→ Records excerpted from a collection
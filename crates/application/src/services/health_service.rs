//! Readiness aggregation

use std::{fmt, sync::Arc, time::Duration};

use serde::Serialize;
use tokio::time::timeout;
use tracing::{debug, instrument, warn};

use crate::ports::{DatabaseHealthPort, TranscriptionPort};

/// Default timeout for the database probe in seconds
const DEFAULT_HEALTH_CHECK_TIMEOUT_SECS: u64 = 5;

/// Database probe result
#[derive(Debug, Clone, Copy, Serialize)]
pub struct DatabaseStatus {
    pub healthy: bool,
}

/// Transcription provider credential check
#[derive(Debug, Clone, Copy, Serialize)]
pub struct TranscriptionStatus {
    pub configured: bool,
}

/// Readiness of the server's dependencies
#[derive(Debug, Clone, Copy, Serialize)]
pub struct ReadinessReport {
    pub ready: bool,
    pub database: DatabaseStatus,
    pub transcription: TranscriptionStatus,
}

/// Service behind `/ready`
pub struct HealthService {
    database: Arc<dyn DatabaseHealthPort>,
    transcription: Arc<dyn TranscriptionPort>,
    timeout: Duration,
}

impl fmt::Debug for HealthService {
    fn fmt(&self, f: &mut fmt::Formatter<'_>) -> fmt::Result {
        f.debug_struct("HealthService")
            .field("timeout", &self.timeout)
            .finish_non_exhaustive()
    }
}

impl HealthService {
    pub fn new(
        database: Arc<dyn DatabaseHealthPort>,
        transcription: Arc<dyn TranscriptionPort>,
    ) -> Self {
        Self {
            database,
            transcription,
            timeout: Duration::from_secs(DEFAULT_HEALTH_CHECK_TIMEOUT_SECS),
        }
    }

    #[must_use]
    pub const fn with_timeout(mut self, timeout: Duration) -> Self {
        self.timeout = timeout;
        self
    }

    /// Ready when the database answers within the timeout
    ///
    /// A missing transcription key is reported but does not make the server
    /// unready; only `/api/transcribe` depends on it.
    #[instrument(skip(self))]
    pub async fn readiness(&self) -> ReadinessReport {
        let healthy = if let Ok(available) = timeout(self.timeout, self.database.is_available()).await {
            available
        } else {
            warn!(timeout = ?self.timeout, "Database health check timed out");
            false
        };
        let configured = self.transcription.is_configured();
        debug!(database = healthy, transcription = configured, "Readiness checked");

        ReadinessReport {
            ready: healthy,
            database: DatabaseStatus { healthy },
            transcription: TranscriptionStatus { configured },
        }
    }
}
---
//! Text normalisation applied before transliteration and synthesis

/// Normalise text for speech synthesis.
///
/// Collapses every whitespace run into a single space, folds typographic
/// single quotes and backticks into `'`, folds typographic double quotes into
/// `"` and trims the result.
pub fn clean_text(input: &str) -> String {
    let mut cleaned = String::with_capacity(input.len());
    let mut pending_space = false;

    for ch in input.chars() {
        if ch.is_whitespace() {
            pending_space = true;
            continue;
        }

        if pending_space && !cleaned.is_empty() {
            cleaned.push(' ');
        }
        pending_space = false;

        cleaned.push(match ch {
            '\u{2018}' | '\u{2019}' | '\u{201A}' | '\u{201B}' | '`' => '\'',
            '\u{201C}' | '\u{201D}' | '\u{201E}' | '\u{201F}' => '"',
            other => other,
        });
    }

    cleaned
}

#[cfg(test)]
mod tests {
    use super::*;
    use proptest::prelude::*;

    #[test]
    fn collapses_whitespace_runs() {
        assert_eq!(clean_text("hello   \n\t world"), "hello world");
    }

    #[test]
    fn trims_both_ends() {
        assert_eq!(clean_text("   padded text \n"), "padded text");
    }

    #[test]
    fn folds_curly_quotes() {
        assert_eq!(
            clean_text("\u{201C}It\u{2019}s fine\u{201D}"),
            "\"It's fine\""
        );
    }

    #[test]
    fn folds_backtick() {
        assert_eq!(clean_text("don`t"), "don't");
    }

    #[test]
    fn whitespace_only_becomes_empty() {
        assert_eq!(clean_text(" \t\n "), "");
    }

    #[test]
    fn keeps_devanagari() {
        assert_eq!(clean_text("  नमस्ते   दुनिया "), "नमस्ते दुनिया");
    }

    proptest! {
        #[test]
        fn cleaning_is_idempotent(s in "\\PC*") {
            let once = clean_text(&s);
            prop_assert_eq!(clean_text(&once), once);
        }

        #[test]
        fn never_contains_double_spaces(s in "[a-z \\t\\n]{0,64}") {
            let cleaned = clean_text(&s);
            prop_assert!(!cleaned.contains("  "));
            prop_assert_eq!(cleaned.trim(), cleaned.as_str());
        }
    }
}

→ Task to complete
Extract every line of the records above that contains the word "false".

→ Expected answer
            false
    let mut pending_space = false;
        pending_space = false;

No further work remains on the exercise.